§ **Work order**: In the data below, find the line that contains "crate::message_object!(Info, ClientInfo, BuildInfo, SystemInfo);" and the line that contains "each listed index.". Copy both, plus every line between them, exactly.

[Saved entries]
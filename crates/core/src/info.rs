// SPDX-License-Identifier: BUSL-1.1
// Copyright (c) 2026 Alfred Jean LLC

//! `info` message: client, build and host system details.
//!
//! On the wire the body is a list of sections, each a list whose first
//! element is the section title followed by `[key, value]` pairs:
//!
//! ```text
//! [["Build", ["Version", "7.1.43"], ["SVN Rev", "2908"]], ["System", ...]]
//! ```

use std::borrow::Cow;
use std::sync::LazyLock;

use fah_pyon::{Value, ValueMap};
use serde::Serialize;

use crate::mapping::convert;
use crate::{
    ConversionError, CpuManufacturer, CpuType, GpuManufacturer, Mapped, OperatingSystemArchitecture,
    OperatingSystemType, PropertyTable,
};

/// Number of `GPU n` entries FAHClient reports at most.
pub const MAX_GPUS: usize = 8;

#[derive(Debug, Clone, Default, Serialize)]
pub struct Info {
    pub client: ClientInfo,
    pub build: BuildInfo,
    pub system: SystemInfo,
    pub errors: Vec<ConversionError>,
}

#[derive(Debug, Clone, Default, Serialize)]
pub struct ClientInfo {
    pub website: Option<String>,
    pub copyright: Option<String>,
    pub author: Option<String>,
    pub args: Option<String>,
    pub config: Option<String>,
    pub errors: Vec<ConversionError>,
}

#[derive(Debug, Clone, Default, Serialize)]
pub struct BuildInfo {
    pub version: Option<String>,
    pub date: Option<String>,
    pub time: Option<String>,
    pub svn_rev: Option<i32>,
    pub branch: Option<String>,
    pub compiler: Option<String>,
    pub options: Option<String>,
    pub platform: Option<String>,
    pub bits: Option<i32>,
    pub mode: Option<String>,
    pub errors: Vec<ConversionError>,
}

#[derive(Debug, Clone, Default, Serialize)]
pub struct SystemInfo {
    pub cpu: Option<String>,
    pub cpu_type: CpuType,
    pub cpu_id: Option<String>,
    pub cpu_manufacturer: CpuManufacturer,
    pub cpu_count: Option<i32>,
    /// Raw memory text, e.g. `4.00GiB`.
    pub memory: Option<String>,
    /// Memory in GiB.
    pub memory_value: Option<f64>,
    pub free_memory: Option<String>,
    pub free_memory_value: Option<f64>,
    pub threads: Option<String>,
    pub operating_system: Option<String>,
    pub operating_system_type: OperatingSystemType,
    pub operating_system_architecture: OperatingSystemArchitecture,
    pub operating_system_version: Option<String>,
    pub gpu_count: Option<i32>,
    pub gpu_ids: [Option<String>; MAX_GPUS],
    pub gpu_manufacturers: [GpuManufacturer; MAX_GPUS],
    pub cuda: Option<String>,
    pub cuda_driver: Option<String>,
    pub has_battery: Option<bool>,
    pub on_battery: Option<bool>,
    pub utc_offset: Option<i32>,
    pub process_id: Option<i64>,
    pub working_directory: Option<String>,
    pub win32_service: Option<bool>,
    pub errors: Vec<ConversionError>,
}

impl SystemInfo {
    /// Description of GPU `index`, if reported.
    pub fn gpu_id(&self, index: usize) -> Option<&str> {
        self.gpu_ids.get(index).and_then(|g| g.as_deref())
    }

    pub fn gpu_manufacturer(&self, index: usize) -> GpuManufacturer {
        self.gpu_manufacturers.get(index).copied().unwrap_or_default()
    }
}

crate::message_object!(Info, ClientInfo, BuildInfo, SystemInfo);

fn gpu_manufacturer(value: &Value) -> Result<GpuManufacturer, String> {
    convert::text(value).map(|s| GpuManufacturer::from_description(&s))
}

static INFO_TABLE: LazyLock<PropertyTable<Info>> = LazyLock::new(|| {
    PropertyTable::<Info>::builder()
        .nested::<ClientInfo>("Client", "Folding@home Client", |i, c| i.client = c)
        .nested::<ClientInfo>("Client", "FAHClient", |i, c| i.client = c)
        .nested::<BuildInfo>("Build", "Build", |i, b| i.build = b)
        .nested::<SystemInfo>("System", "System", |i, s| i.system = s)
        .build()
});

static CLIENT_TABLE: LazyLock<PropertyTable<ClientInfo>> = LazyLock::new(|| {
    PropertyTable::<ClientInfo>::builder()
        .field("Website", "Website", convert::text, |c, v| c.website = Some(v))
        .field("Copyright", "Copyright", convert::text, |c, v| c.copyright = Some(v))
        .field("Author", "Author", convert::text, |c, v| c.author = Some(v))
        .field("Args", "Args", convert::text, |c, v| c.args = Some(v))
        .field("Config", "Config", convert::text, |c, v| c.config = Some(v))
        .build()
});

static BUILD_TABLE: LazyLock<PropertyTable<BuildInfo>> = LazyLock::new(|| {
    PropertyTable::<BuildInfo>::builder()
        .field("Version", "Version", convert::text, |b, v| b.version = Some(v))
        .field("Date", "Date", convert::text, |b, v| b.date = Some(v))
        .field("Time", "Time", convert::text, |b, v| b.time = Some(v))
        .field("SvnRev", "SVN Rev", convert::int32, |b, v| b.svn_rev = Some(v))
        .field("Branch", "Branch", convert::text, |b, v| b.branch = Some(v))
        .field("Compiler", "Compiler", convert::text, |b, v| b.compiler = Some(v))
        .field("Options", "Options", convert::text, |b, v| b.options = Some(v))
        .field("Platform", "Platform", convert::text, |b, v| b.platform = Some(v))
        .field("Bits", "Bits", convert::int32, |b, v| b.bits = Some(v))
        .field("Mode", "Mode", convert::text, |b, v| b.mode = Some(v))
        .build()
});

/// Registers `GpuIdN` and `GpuIdNManufacturer` for each listed index.
macro_rules! gpu_fields {
    ($builder:expr, $($n:literal),+) => {
        $builder
        $(
            .field(
                concat!("GpuId", $n),
                concat!("GPU ", $n),
                convert::text,
                |s: &mut SystemInfo, v| s.gpu_ids[$n] = Some(v),
            )
            .field(
                concat!("GpuId", $n, "Manufacturer"),
                concat!("GPU ", $n),
                gpu_manufacturer,
                |s: &mut SystemInfo, v| s.gpu_manufacturers[$n] = v,
            )
        )+
    };
}

static SYSTEM_TABLE: LazyLock<PropertyTable<SystemInfo>> = LazyLock::new(|| {
    let builder = PropertyTable::<SystemInfo>::builder()
        .field("Cpu", "CPU", convert::text, |s, v| s.cpu = Some(v))
        .field("CpuType", "CPU", convert::token::<CpuType>, |s, v| s.cpu_type = v)
        .field("CpuId", "CPU ID", convert::text, |s, v| s.cpu_id = Some(v))
        .field("CpuManufacturer", "CPU ID", convert::token::<CpuManufacturer>, |s, v| {
            s.cpu_manufacturer = v
        })
        .field("CpuCount", "CPUs", convert::int32, |s, v| s.cpu_count = Some(v))
        .field("Memory", "Memory", convert::text, |s, v| s.memory = Some(v))
        .field("MemoryValue", "Memory", convert::memory_gib, |s, v| s.memory_value = Some(v))
        .field("FreeMemory", "Free Memory", convert::text, |s, v| s.free_memory = Some(v))
        .field("FreeMemoryValue", "Free Memory", convert::memory_gib, |s, v| {
            s.free_memory_value = Some(v)
        })
        .field("Threads", "Threads", convert::text, |s, v| s.threads = Some(v))
        .field("OperatingSystem", "OS", convert::text, |s, v| s.operating_system = Some(v))
        .field("OperatingSystemType", "OS", convert::token::<OperatingSystemType>, |s, v| {
            s.operating_system_type = v
        })
        .field(
            "OperatingSystemArchitecture",
            "OS Arch",
            convert::token::<OperatingSystemArchitecture>,
            |s, v| s.operating_system_architecture = v,
        )
        .field("OperatingSystemVersion", "OS Version", convert::text, |s, v| {
            s.operating_system_version = Some(v)
        })
        .field("GpuCount", "GPUs", convert::int32, |s, v| s.gpu_count = Some(v));
    gpu_fields!(builder, 0, 1, 2, 3, 4, 5, 6, 7)
        .field("Cuda", "CUDA", convert::text, |s, v| s.cuda = Some(v))
        .field("CudaDriver", "CUDA Driver", convert::text, |s, v| s.cuda_driver = Some(v))
        .field("HasBattery", "Has Battery", convert::boolean, |s, v| s.has_battery = Some(v))
        .field("OnBattery", "On Battery", convert::boolean, |s, v| s.on_battery = Some(v))
        .field("UtcOffset", "UTC offset", convert::int32, |s, v| s.utc_offset = Some(v))
        .field("ProcessId", "PID", convert::int64, |s, v| s.process_id = Some(v))
        .field("WorkingDirectory", "CWD", convert::text, |s, v| s.working_directory = Some(v))
        .field("Win32Service", "Win32 Service", convert::boolean, |s, v| {
            s.win32_service = Some(v)
        })
        .build()
});

impl Mapped for Info {
    fn property_table() -> &'static PropertyTable<Self> {
        &INFO_TABLE
    }

    fn prepare(tree: &Value) -> Cow<'_, Value> {
        match tree.as_list() {
            Some(sections) => Cow::Owned(Value::Map(sections_to_map(sections))),
            None => Cow::Borrowed(tree),
        }
    }
}

impl Mapped for ClientInfo {
    fn property_table() -> &'static PropertyTable<Self> {
        &CLIENT_TABLE
    }
}

impl Mapped for BuildInfo {
    fn property_table() -> &'static PropertyTable<Self> {
        &BUILD_TABLE
    }
}

impl Mapped for SystemInfo {
    fn property_table() -> &'static PropertyTable<Self> {
        &SYSTEM_TABLE
    }
}

/// Fold `[title, [key, value], ...]` sections into `{title: {key: value}}`.
///
/// Entries that do not have the section shape are skipped.
fn sections_to_map(sections: &[Value]) -> ValueMap {
    let mut out = ValueMap::new();
    for section in sections {
        let Some((title, pairs)) = section.as_list().and_then(|items| items.split_first()) else {
            tracing::debug!(found = section.kind(), "skipping info entry that is not a section");
            continue;
        };
        let Some(title) = title.as_str() else {
            continue;
        };
        let entries: ValueMap = pairs
            .iter()
            .filter_map(|pair| match pair.as_list() {
                Some([Value::Text(key), value]) => Some((key.clone(), value.clone())),
                _ => None,
            })
            .collect();
        out.insert(title.to_string(), Value::Map(entries));
    }
    out
}

#[cfg(test)]
#[path = "info_tests.rs"]
mod tests;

§ **Task output**:
crate::message_object!(Info, ClientInfo, BuildInfo, SystemInfo);

fn gpu_manufacturer(value: &Value) -> Result<GpuManufacturer, String> {
    convert::text(value).map(|s| GpuManufacturer::from_description(&s))
}

static INFO_TABLE: LazyLock<PropertyTable<Info>> = LazyLock::new(|| {
    PropertyTable::<Info>::builder()
        .nested::<ClientInfo>("Client", "Folding@home Client", |i, c| i.client = c)
        .nested::<ClientInfo>("Client", "FAHClient", |i, c| i.client = c)
        .nested::<BuildInfo>("Build", "Build", |i, b| i.build = b)
        .nested::<SystemInfo>("System", "System", |i, s| i.system = s)
        .build()
});

static CLIENT_TABLE: LazyLock<PropertyTable<ClientInfo>> = LazyLock::new(|| {
    PropertyTable::<ClientInfo>::builder()
        .field("Website", "Website", convert::text, |c, v| c.website = Some(v))
        .field("Copyright", "Copyright", convert::text, |c, v| c.copyright = Some(v))
        .field("Author", "Author", convert::text, |c, v| c.author = Some(v))
        .field("Args", "Args", convert::text, |c, v| c.args = Some(v))
        .field("Config", "Config", convert::text, |c, v| c.config = Some(v))
        .build()
});

static BUILD_TABLE: LazyLock<PropertyTable<BuildInfo>> = LazyLock::new(|| {
    PropertyTable::<BuildInfo>::builder()
        .field("Version", "Version", convert::text, |b, v| b.version = Some(v))
        .field("Date", "Date", convert::text, |b, v| b.date = Some(v))
        .field("Time", "Time", convert::text, |b, v| b.time = Some(v))
        .field("SvnRev", "SVN Rev", convert::int32, |b, v| b.svn_rev = Some(v))
        .field("Branch", "Branch", convert::text, |b, v| b.branch = Some(v))
        .field("Compiler", "Compiler", convert::text, |b, v| b.compiler = Some(v))
        .field("Options", "Options", convert::text, |b, v| b.options = Some(v))
        .field("Platform", "Platform", convert::text, |b, v| b.platform = Some(v))
        .field("Bits", "Bits", convert::int32, |b, v| b.bits = Some(v))
        .field("Mode", "Mode", convert::text, |b, v| b.mode = Some(v))
        .build()
});

/// Registers `GpuIdN` and `GpuIdNManufacturer` for each listed index.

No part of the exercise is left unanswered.